Thge thought of giving up sugar may seem impossible to you. If you can't imagine going a day without a soda, cookie or ice cream, but you're tired of the mood and energy swings you experience when you eat refined sugar, you're not alone. It is possible to eliminate sugar from your diet with careful planning and mindfulness about what you eat. By eating at regular intervals, you can prevent sugar cravings before they happen.
Eat every two to three hours. The key to preventing cravings for sweets is to keep your blood sugar stable throughout the day and keep yourself from getting too hungry.
Include protein in every meal, of which there should be five to six per day. A scoop of protein powder, handful of almonds or stick of string cheese is all you need.
Replace white rice, pasta and bread with whole grains such as oats, quinoa, brown rice and barley. Whole grains contain fiber to fill you up and do not cause the dramatic spike in insulin that refined carbohydrates do.
Substitute fruit for refined sugar when you crave something sweet. If you want a cookie, have an apple and wait 15 minutes. Chances are, the cookie craving will go away.
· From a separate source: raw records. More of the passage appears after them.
use std::path::Path;
use std::time::Instant;

use GraphSep::compute_edge_cut;
use GraphSep::imbalance::imbalance;
use GraphSep::io::read_matrix_market_as_graph;

fn main() -> Result<(), Box<dyn std::error::Error>> {
    let path = std::env::args()
        .nth(1)
        .ok_or("usage: GraphSep <matrix-market-file>")?;
    let graph = read_matrix_market_as_graph(Path::new(&path))?;
    let start = Instant::now();
    let cut = compute_edge_cut(&graph)?;
    let elapsed_time = start.elapsed();
    let relative_imbalance = imbalance(&graph, &cut.partition);
    println!("Vertices {:?}", graph.len());
    println!("Edge cut {:?}", cut.cut_cost);
    println!("Cut size {:?}", cut.cut_size);
    println!("Part weights {:?} / {:?}", cut.w0, cut.w1);
    println!("Imbalance {:?}", relative_imbalance);
    println!("Execution time {:?}", elapsed_time);
    Ok(())
}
Stop using artificial sweeteners. They are much sweeter than sugar, and they get your taste buds accustomed to very sweet foods. If you must add sweetener to your food, try one with a low glycemic index like agave nectar or raw honey. Other sweeteners that contain essential nutrients and have a lower glycemic index than white sugar are molasses, barley malt and sucanat, available in health food stores.
Drink plenty of water. Aim for 64 ounces per day. Sometimes cravings are a result of thirst. Have a glass of water when you crave sugar, and wait a few minutes to see if the craving goes away.